As it runs, the core in a traveling-­wave reactor gradually converts nonfissile material into the fuel it needs. Nuclear reactors based on such designs "theoretically could run for a couple of hundred years" without refueling, says John G­illeland, manager of nuclear programs at Intellectual Ventures.

Gilleland's aim is to run a nuclear reactor on what is now waste. ­Conventional reactors use uranium-235, which splits easily to carry on a chain reaction but is scarce and expensive; it must be separated from the more common, nonfissile uranium-238 in special enrichment plants. Every 18 to 24 months, the reactor must be opened, hundreds of fuel bundles removed, hundreds added, and the remainder reshuffled to supply all the fissile uranium needed for the next run. This raises proliferation concerns, since an enrichment plant designed to make low-enriched uranium for a power reactor differs trivially from one that makes highly enriched material for a bomb.

But the traveling-wave reactor needs only a thin layer of enriched U-235. Most of the core is U-238, millions of pounds of which are stockpiled around the world as leftovers from natural uranium after the U-235 has been scavenged. The design provides "the simplest possible fuel cycle," says Charles W. Forsberg, executive director of the Nuclear Fuel Cycle Project at MIT, "and it requires only one uranium enrichment plant per planet."

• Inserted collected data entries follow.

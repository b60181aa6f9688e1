// Location endpoints

use tracing::debug;

use crate::client::{ZiaClient, find_by_name};
use crate::error::Error;
use crate::models::{Location, LocationGroup};

impl ZiaClient {
    /// `GET /locations` (paginated)
    pub async fn list_locations(&self) -> Result<Vec<Location>, Error> {
        self.get_all_pages("locations", &[]).await
    }

    /// Lightweight listing (ID and name only).
    ///
    /// `GET /locations/lite`
    pub async fn list_locations_lite(&self) -> Result<Vec<Location>, Error> {
        self.get_all_pages("locations/lite", &[]).await
    }

    /// `GET /locations/{id}`
    pub async fn get_location(&self, id: i64) -> Result<Location, Error> {
        self.get(&format!("locations/{id}")).await
    }

    /// Find a location by name using the server-side `search` filter.
    pub async fn get_location_by_name(&self, name: &str) -> Result<Location, Error> {
        let params = [("search", name.to_owned())];
        let matches: Vec<Location> = self.get_all_pages("locations", &params).await?;
        find_by_name(matches, name, |l| l.name.as_str(), "location")
    }

    /// `POST /locations`
    pub async fn create_location(&self, location: &Location) -> Result<Location, Error> {
        debug!(name = %location.name, "creating location");
        self.post("locations", location).await
    }

    /// `PUT /locations/{id}`
    pub async fn update_location(&self, id: i64, location: &Location) -> Result<Location, Error> {
        debug!(id, "updating location");
        self.put(&format!("locations/{id}"), location).await
    }

    /// `DELETE /locations/{id}`
    pub async fn delete_location(&self, id: i64) -> Result<(), Error> {
        debug!(id, "deleting location");
        self.delete(&format!("locations/{id}")).await
    }

    // ── Location groups ──────────────────────────────────────────────

    /// `GET /locations/groups` (paginated)
    pub async fn list_location_groups(&self) -> Result<Vec<LocationGroup>, Error> {
        self.get_all_pages("locations/groups", &[]).await
    }

    /// `GET /locations/groups/{id}`
    pub async fn get_location_group(&self, id: i64) -> Result<LocationGroup, Error> {
        self.get(&format!("locations/groups/{id}")).await
    }

    pub async fn get_location_group_by_name(&self, name: &str) -> Result<LocationGroup, Error> {
        let groups = self.list_location_groups().await?;
        find_by_name(groups, name, |g| g.name.as_str(), "location group")
    }
}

The trick is that the reactor itself will convert the uranium-238 into a usable fuel, plutonium-239. Conventional reactors also produce P-239, but using it requires removing the spent fuel, chopping it up, and chemically extracting the plutonium--a dirty, expensive process that is also a major step toward building an atomic bomb. The traveling-wave reactor produces plutonium and uses it at once, eliminating the possibility of its being diverted for weapons. An active region less than a meter thick moves along the reactor core, breeding new plutonium in front of it.

The traveling-wave idea dates to the early 1990s. However, Gilleland's team is the first to develop a practical design. Intellectual Ventures has patented the technology; the company says it is in licensing discussions with reactor manufacturers but won't name them. Although there are still some basic design issues to be worked out--for instance, precise models of how the reactor would behave under accident conditions--Gilleland thinks a commercial unit could be running by the early 2020s.

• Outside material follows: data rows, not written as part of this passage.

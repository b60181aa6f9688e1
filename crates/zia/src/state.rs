//! Local state file: the resources this CLI manages, keyed by address.
//!
//! ```json
//! { "version": 1, "resources": { "zia_rule_labels.web": { "id": "7", "attributes": { .. } } } }
//! ```

use std::collections::BTreeMap;
use std::path::{Path, PathBuf};

use serde::{Deserialize, Serialize};
use serde_json::{Map, Value};
use tracing::debug;

use crate::error::CliError;

pub const STATE_VERSION: u32 = 1;

#[derive(Debug, Clone, PartialEq, Serialize, Deserialize)]
pub struct State {
    pub version: u32,
    #[serde(default)]
    pub resources: BTreeMap<String, StateEntry>,
}

impl Default for State {
    fn default() -> Self {
        Self {
            version: STATE_VERSION,
            resources: BTreeMap::new(),
        }
    }
}

#[derive(Debug, Clone, PartialEq, Serialize, Deserialize)]
pub struct StateEntry {
    pub id: String,
    #[serde(default)]
    pub attributes: Map<String, Value>,
}

/// `type.name` address of a managed resource.
pub fn address(type_name: &str, name: &str) -> String {
    format!("{type_name}.{name}")
}

/// Split an address into its type and local name.
pub fn split_address(address: &str) -> Result<(&str, &str), CliError> {
    address
        .split_once('.')
        .filter(|(ty, name)| !ty.is_empty() && !name.is_empty())
        .ok_or_else(|| CliError::Validation {
            field: "address".into(),
            reason: format!("expected <type>.<name>, got '{address}'"),
        })
}

/// State file with its path, saved explicitly after each mutation.
#[derive(Debug)]
pub struct StateFile {
    path: PathBuf,
    pub state: State,
}

impl StateFile {
    /// Load `path`; a missing file is an empty state.
    pub fn load(path: &Path) -> Result<Self, CliError> {
        let state = match std::fs::read_to_string(path) {
            Ok(raw) => serde_json::from_str(&raw).map_err(|e| CliError::State {
                path: path.display().to_string(),
                reason: e.to_string(),
            })?,
            Err(e) if e.kind() == std::io::ErrorKind::NotFound => State::default(),
            Err(e) => return Err(e.into()),
        };
        if state.version != STATE_VERSION {
            return Err(CliError::State {
                path: path.display().to_string(),
                reason: format!("unsupported version {}", state.version),
            });
        }
        Ok(Self {
            path: path.to_owned(),
            state,
        })
    }

    /// Write the state through a sibling temp file and rename.
    pub fn save(&self) -> Result<(), CliError> {
        if let Some(parent) = self.path.parent().filter(|p| !p.as_os_str().is_empty()) {
            std::fs::create_dir_all(parent)?;
        }
        let tmp = self.path.with_extension("json.tmp");
        std::fs::write(&tmp, serde_json::to_string_pretty(&self.state)?)?;
        std::fs::rename(&tmp, &self.path)?;
        debug!(path = %self.path.display(), resources = self.state.resources.len(), "state saved");
        Ok(())
    }

    pub fn get(&self, address: &str) -> Option<&StateEntry> {
        self.state.resources.get(address)
    }

    pub fn put(&mut self, address: String, id: String, attributes: Map<String, Value>) {
        self.state.resources.insert(address, StateEntry { id, attributes });
    }

    pub fn remove(&mut self, address: &str) -> Option<StateEntry> {
        self.state.resources.remove(address)
    }
}

#[cfg(test)]
#[allow(clippy::unwrap_used)]
mod tests {
    use pretty_assertions::assert_eq;
    use serde_json::json;

    use super::*;

    #[test]
    fn missing_file_is_empty_state() {
        let dir = tempfile::tempdir().unwrap();
        let file = StateFile::load(&dir.path().join("zia.state.json")).unwrap();
        assert!(file.state.resources.is_empty());
        assert_eq!(file.state.version, STATE_VERSION);
    }

    #[test]
    fn save_then_load() {
        let dir = tempfile::tempdir().unwrap();
        let path = dir.path().join("nested").join("zia.state.json");

        let mut file = StateFile::load(&path).unwrap();
        let attrs = json!({"name": "web"}).as_object().cloned().unwrap();
        file.put(address("zia_rule_labels", "web"), "7".into(), attrs.clone());
        file.save().unwrap();

        let reloaded = StateFile::load(&path).unwrap();
        let entry = reloaded.get("zia_rule_labels.web").unwrap();
        assert_eq!(entry.id, "7");
        assert_eq!(entry.attributes, attrs);
    }

    #[test]
    fn corrupt_or_future_state_is_rejected() {
        let dir = tempfile::tempdir().unwrap();
        let path = dir.path().join("zia.state.json");
        std::fs::write(&path, "{not json").unwrap();
        assert!(matches!(StateFile::load(&path), Err(CliError::State { .. })));

        std::fs::write(&path, r#"{"version": 9, "resources": {}}"#).unwrap();
        assert!(matches!(StateFile::load(&path), Err(CliError::State { .. })));
    }

    #[test]
    fn addresses_split_on_first_dot() {
        assert_eq!(split_address("zia_rule_labels.web").unwrap(), ("zia_rule_labels", "web"));
        assert_eq!(split_address("zia_static_ip.a.b").unwrap(), ("zia_static_ip", "a.b"));
        assert!(split_address("zia_rule_labels").is_err());
        assert!(split_address(".web").is_err());
    }
}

While Intellectual Ventures has caught the attention of academics, the commercial industry--hoping to stimulate interest in an energy source that doesn't contribute to global warming--is focused on selling its first reactors in the U.S. in 30 years. The designs it's proposing, however, are essentially updates on the models operating today. Intellectual Ventures thinks that the traveling-wave design will have more appeal a bit further down the road, when a nuclear renaissance is fully under way and fuel supplies look tight.

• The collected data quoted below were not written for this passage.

// zia_dlp_web_rules

use async_trait::async_trait;
use tracing::info;
use zia_api::models::WebDlpRule;

use super::RULE_STATES;
use crate::activation::trigger_activation;
use crate::convert::{
    expand_id_name_extensions_set, expand_id_name_extensions_single, expand_string_set,
    flatten_id_extensions_list_ids, flatten_id_extensions_single, flatten_string_set,
};
use crate::error::ProviderError;
use crate::provider::Meta;
use crate::resource::{Resource, read_created, read_or_remove};
use crate::resource_data::ResourceData;
use crate::schema::{Attribute, AttributeType, Schema, Validation, id_block, id_set_block};

const TYPE_NAME: &str = "zia_dlp_web_rules";

const ACTIONS: &[&str] = &["ANY", "NONE", "BLOCK", "ALLOW", "ICAP_RESPONSE"];

const SEVERITIES: &[&str] = &[
    "RULE_SEVERITY_HIGH",
    "RULE_SEVERITY_MEDIUM",
    "RULE_SEVERITY_LOW",
    "RULE_SEVERITY_INFO",
];

const REFERENCE_SETS: &[(&str, &str)] = &[
    ("dlp_engines", "DLP engines the rule evaluates"),
    ("url_categories", "URL categories the rule applies to"),
    ("locations", "Locations the rule applies to"),
    ("location_groups", "Location groups the rule applies to"),
    ("groups", "Groups the rule applies to"),
    ("departments", "Departments the rule applies to"),
    ("users", "Users the rule applies to"),
    ("excluded_groups", "Groups exempted from the rule"),
    ("excluded_departments", "Departments exempted from the rule"),
    ("excluded_users", "Users exempted from the rule"),
    ("time_windows", "Time intervals during which the rule applies"),
    ("labels", "Labels applicable to the rule"),
];

const SINGLE_REFERENCES: &[(&str, &str)] = &[
    ("auditor", "Auditor notified of violations"),
    ("notification_template", "Template used for violation notifications"),
    ("icap_server", "DLP incident receiver server"),
];

/// Web DLP policy rule.
pub struct DlpWebRulesResource;

fn expand(d: &ResourceData) -> Result<WebDlpRule, ProviderError> {
    Ok(WebDlpRule {
        name: d.get_string("name"),
        order: d.get_i32("order")?,
        rank: d.get_i32("rank")?,
        description: d.get_string("description"),
        action: d.get_string("action"),
        state: d.get_string("state"),
        severity: d.get_string("severity"),
        protocols: expand_string_set(d, "protocols"),
        file_types: expand_string_set(d, "file_types"),
        cloud_applications: expand_string_set(d, "cloud_applications"),
        min_size: d.get_i32("min_size")?,
        match_only: d.get_bool("match_only"),
        without_content_inspection: d.get_bool("without_content_inspection"),
        ocr_enabled: d.get_bool("ocr_enabled"),
        zscaler_incident_receiver: d.get_bool("zscaler_incident_receiver"),
        external_auditor_email: d.get_string("external_auditor_email"),
        auditor: expand_id_name_extensions_single(d, "auditor"),
        notification_template: expand_id_name_extensions_single(d, "notification_template"),
        icap_server: expand_id_name_extensions_single(d, "icap_server"),
        dlp_engines: expand_id_name_extensions_set(d, "dlp_engines"),
        url_categories: expand_id_name_extensions_set(d, "url_categories"),
        locations: expand_id_name_extensions_set(d, "locations"),
        location_groups: expand_id_name_extensions_set(d, "location_groups"),
        groups: expand_id_name_extensions_set(d, "groups"),
        departments: expand_id_name_extensions_set(d, "departments"),
        users: expand_id_name_extensions_set(d, "users"),
        excluded_groups: expand_id_name_extensions_set(d, "excluded_groups"),
        excluded_departments: expand_id_name_extensions_set(d, "excluded_departments"),
        excluded_users: expand_id_name_extensions_set(d, "excluded_users"),
        time_windows: expand_id_name_extensions_set(d, "time_windows"),
        labels: expand_id_name_extensions_set(d, "labels"),
        ..WebDlpRule::default()
    })
}

fn flatten(d: &mut ResourceData, rule: &WebDlpRule) -> Result<(), ProviderError> {
    d.set("rule_id", rule.id)?;
    d.set("name", rule.name.as_str())?;
    d.set("order", rule.order)?;
    d.set("rank", rule.rank)?;
    d.set("description", rule.description.as_str())?;
    d.set("action", rule.action.as_str())?;
    d.set("state", rule.state.as_str())?;
    d.set("severity", rule.severity.as_str())?;
    d.set("protocols", flatten_string_set(&rule.protocols))?;
    d.set("file_types", flatten_string_set(&rule.file_types))?;
    d.set("cloud_applications", flatten_string_set(&rule.cloud_applications))?;
    d.set("min_size", rule.min_size)?;
    d.set("match_only", rule.match_only)?;
    d.set("without_content_inspection", rule.without_content_inspection)?;
    d.set("ocr_enabled", rule.ocr_enabled)?;
    d.set("zscaler_incident_receiver", rule.zscaler_incident_receiver)?;
    d.set("external_auditor_email", rule.external_auditor_email.as_str())?;
    d.set("last_modified_time", rule.last_modified_time)?;

    let singles = [
        ("auditor", rule.auditor.as_ref()),
        ("notification_template", rule.notification_template.as_ref()),
        ("icap_server", rule.icap_server.as_ref()),
    ];
    for (key, reference) in singles {
        d.set(key, flatten_id_extensions_single(reference))?;
    }

    let references = [
        ("dlp_engines", &rule.dlp_engines),
        ("url_categories", &rule.url_categories),
        ("locations", &rule.locations),
        ("location_groups", &rule.location_groups),
        ("groups", &rule.groups),
        ("departments", &rule.departments),
        ("users", &rule.users),
        ("excluded_groups", &rule.excluded_groups),
        ("excluded_departments", &rule.excluded_departments),
        ("excluded_users", &rule.excluded_users),
        ("time_windows", &rule.time_windows),
        ("labels", &rule.labels),
    ];
    for (key, list) in references {
        d.set(key, flatten_id_extensions_list_ids(list))?;
    }
    Ok(())
}

/// Inspection-free rules cannot reference DLP engines, and the Zscaler
/// incident receiver excludes a custom ICAP server.
fn check_rule(d: &ResourceData) -> Result<(), ProviderError> {
    if d.get_bool("without_content_inspection") && d.get_ok("dlp_engines").is_some() {
        return Err(ProviderError::invalid(
            "dlp_engines",
            "cannot be set when without_content_inspection is true",
        ));
    }
    if d.get_bool("zscaler_incident_receiver") && d.get_ok("icap_server").is_some() {
        return Err(ProviderError::invalid(
            "icap_server",
            "cannot be set when zscaler_incident_receiver is true",
        ));
    }
    Ok(())
}

#[async_trait]
impl Resource for DlpWebRulesResource {
    fn type_name(&self) -> &'static str {
        TYPE_NAME
    }

    fn schema(&self) -> Schema {
        let mut schema = Schema::new()
            .attr("rule_id", Attribute::int().computed())
            .attr(
                "name",
                Attribute::string()
                    .required()
                    .validate(Validation::StringLenBetween(1, 31)),
            )
            .attr("order", Attribute::int().required())
            .attr(
                "rank",
                Attribute::int()
                    .optional()
                    .default(7)
                    .validate(Validation::IntBetween(0, 7)),
            )
            .attr(
                "description",
                Attribute::string()
                    .optional()
                    .validate(Validation::StringLenBetween(0, 10240)),
            )
            .attr(
                "action",
                Attribute::string()
                    .optional()
                    .computed()
                    .validate(Validation::one_of(ACTIONS)),
            )
            .attr(
                "state",
                Attribute::string()
                    .optional()
                    .computed()
                    .validate(Validation::one_of(RULE_STATES)),
            )
            .attr(
                "severity",
                Attribute::string()
                    .optional()
                    .computed()
                    .validate(Validation::one_of(SEVERITIES)),
            )
            .attr(
                "protocols",
                Attribute::set_of(AttributeType::String).optional().computed(),
            )
            .attr(
                "file_types",
                Attribute::set_of(AttributeType::String)
                    .optional()
                    .computed()
                    .description("File types the rule inspects"),
            )
            .attr(
                "cloud_applications",
                Attribute::set_of(AttributeType::String).optional().computed(),
            )
            .attr(
                "min_size",
                Attribute::int()
                    .optional()
                    .validate(Validation::IntBetween(0, 409_600))
                    .description("Minimum file size in KB the rule applies to"),
            )
            .attr("match_only", Attribute::boolean().optional().computed())
            .attr("without_content_inspection", Attribute::boolean().optional().computed())
            .attr("ocr_enabled", Attribute::boolean().optional().computed())
            .attr("zscaler_incident_receiver", Attribute::boolean().optional().computed())
            .attr("external_auditor_email", Attribute::string().optional())
            .attr("last_modified_time", Attribute::int().computed());

        for (key, description) in SINGLE_REFERENCES {
            schema = schema.attr(key, id_block(description));
        }
        for (key, description) in REFERENCE_SETS {
            schema = schema.attr(key, id_set_block(description));
        }
        schema
    }

    async fn create(&self, d: &mut ResourceData, meta: &Meta) -> Result<(), ProviderError> {
        check_rule(d)?;
        let rule = meta.client.create_web_dlp_rule(&expand(d)?).await?;
        info!(resource = TYPE_NAME, id = rule.id, "created");
        d.set_id(rule.id.to_string());
        trigger_activation(meta).await?;
        read_created(self, d, meta).await
    }

    async fn read(&self, d: &mut ResourceData, meta: &Meta) -> Result<(), ProviderError> {
        let id = d.numeric_id()?;
        let result = meta.client.get_web_dlp_rule(id).await;
        let Some(rule) = read_or_remove(d, TYPE_NAME, result)? else {
            return Ok(());
        };
        d.set_id(rule.id.to_string());
        flatten(d, &rule)
    }

    async fn update(&self, d: &mut ResourceData, meta: &Meta) -> Result<(), ProviderError> {
        check_rule(d)?;
        let id = d.numeric_id()?;
        let result = meta.client.update_web_dlp_rule(id, &expand(d)?).await;
        if read_or_remove(d, TYPE_NAME, result)?.is_none() {
            return Ok(());
        }
        info!(resource = TYPE_NAME, id, "updated");
        trigger_activation(meta).await?;
        self.read(d, meta).await
    }

    async fn delete(&self, d: &mut ResourceData, meta: &Meta) -> Result<(), ProviderError> {
        let id = d.numeric_id()?;
        meta.client.delete_web_dlp_rule(id).await?;
        info!(resource = TYPE_NAME, id, "deleted");
        d.clear_id();
        trigger_activation(meta).await
    }

    async fn lookup_id(&self, name: &str, meta: &Meta) -> Result<String, ProviderError> {
        let rule = meta.client.get_web_dlp_rule_by_name(name).await?;
        Ok(rule.id.to_string())
    }
}

#[cfg(test)]
#[allow(clippy::unwrap_used)]
mod tests {
    use pretty_assertions::assert_eq;
    use serde_json::{Map, Value, json};
    use zia_api::models::IdNameExtensions;

    use super::*;

    fn data(config: Value) -> ResourceData {
        ResourceData::from_config(DlpWebRulesResource.schema(), config.as_object().cloned().unwrap())
            .unwrap()
    }

    #[test]
    fn single_references_round_trip() {
        let d = data(json!({
            "name": "pci",
            "order": 1,
            "auditor": [{"id": 4}],
            "notification_template": [{"id": 8}],
            "dlp_engines": [{"id": [61]}]
        }));
        let mut rule = expand(&d).unwrap();
        assert_eq!(rule.auditor, Some(IdNameExtensions::from_id(4)));
        assert!(rule.icap_server.is_none());

        rule.id = 3;
        let mut out = ResourceData::from_state(DlpWebRulesResource.schema(), "3", Map::new());
        flatten(&mut out, &rule).unwrap();
        assert_eq!(out.get("auditor"), Some(&json!([{"id": 4}])));
        assert_eq!(out.get("dlp_engines"), Some(&json!([{"id": [61]}])));
        assert!(out.get("icap_server").is_none());
    }

    #[test]
    fn inspection_free_rule_rejects_engines() {
        let d = data(json!({
            "name": "r",
            "order": 1,
            "without_content_inspection": true,
            "dlp_engines": [{"id": [1]}]
        }));
        assert!(check_rule(&d).is_err());
    }
}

"We need a little excitement in the nuclear field," says Forsber­g. "We have too many people working on 1/10th of 1 percent change."
Sounds very promising! Be sure to watch the animated video as well.

Hat tip to FuturePundit.


Anonymous said...

Sounds a lot like a candle-type reactor. I just hope the fuel containment won't fail after a few decades. These reactor types always push mechanical fatigue to their limits on paper...

skyler said...

give it time. hopefully with a few more innovations in storage/containment ability this will become a viable solution in the days to come.

Patrick said...

I see a serious problem with this design, which is the neutron balance. Once the wave has traveled a bit through the bloc, something like half of the neutrons will be directed into the burned-up part and not contribute to the chain reaction, nor contribute to the breeding, and I don't see how you can keep this going. After all, a breeder needs 2 useful neutrons per fission (one for the chain, and one for the breeding), and with plutonium, you get at most 2.9 or so, so you can permit to loose overall at most 0.9 neutrons. But if you loose half of them (by geometry) you've already lost 1.4 or so.

Gunnar said...

Maybe the core innovation is a kind of Maxwell's demon who is able to direct the neutron's deflector shields effective axis towards the wave front.

Anonymous said...

make a sphere of fuel and start fission in the centre. what's the problem?